── MATERIAL PROVIDED

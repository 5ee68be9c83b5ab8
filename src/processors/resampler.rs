// imgbound/src/processors/resampler.rs
use crate::core::ResizeAlgorithm;
use image::{imageops::FilterType, DynamicImage};

pub struct Resampler {
    algorithm: ResizeAlgorithm,
}

impl Resampler {
    pub fn new(algorithm: ResizeAlgorithm) -> Self {
        Self { algorithm }
    }

    /// Produces a new `width` x `height` image. The destination is written
    /// outright from the filtered source; `image` itself is left untouched.
    pub fn resample(&self, image: &DynamicImage, width: u32, height: u32) -> DynamicImage {
        if width == image.width() && height == image.height() {
            log::debug!("Image dimensions unchanged, skipping resample");
            return image.clone();
        }

        log::debug!(
            "Resampling image from {}x{} to {}x{} ({:?})",
            image.width(),
            image.height(),
            width,
            height,
            self.algorithm
        );

        image.resize_exact(width, height, self.filter_type())
    }

    fn filter_type(&self) -> FilterType {
        match self.algorithm {
            ResizeAlgorithm::Nearest => FilterType::Nearest,
            ResizeAlgorithm::Bilinear => FilterType::Triangle,
            ResizeAlgorithm::Bicubic => FilterType::CatmullRom,
            ResizeAlgorithm::Lanczos3 => FilterType::Lanczos3,
        }
    }
}

impl Default for Resampler {
    fn default() -> Self {
        Self::new(ResizeAlgorithm::default())
    }
}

────

Output the line containing "image.resize_exact(width, height, self.filter_type())" together with all later lines of the entries, exactly as written, through the final line.

_EXERCISE RESULT_:
        image.resize_exact(width, height, self.filter_type())
    }

    fn filter_type(&self) -> FilterType {
        match self.algorithm {
            ResizeAlgorithm::Nearest => FilterType::Nearest,
            ResizeAlgorithm::Bilinear => FilterType::Triangle,
            ResizeAlgorithm::Bicubic => FilterType::CatmullRom,
            ResizeAlgorithm::Lanczos3 => FilterType::Lanczos3,
        }
    }
}

impl Default for Resampler {
    fn default() -> Self {
        Self::new(ResizeAlgorithm::default())
    }
}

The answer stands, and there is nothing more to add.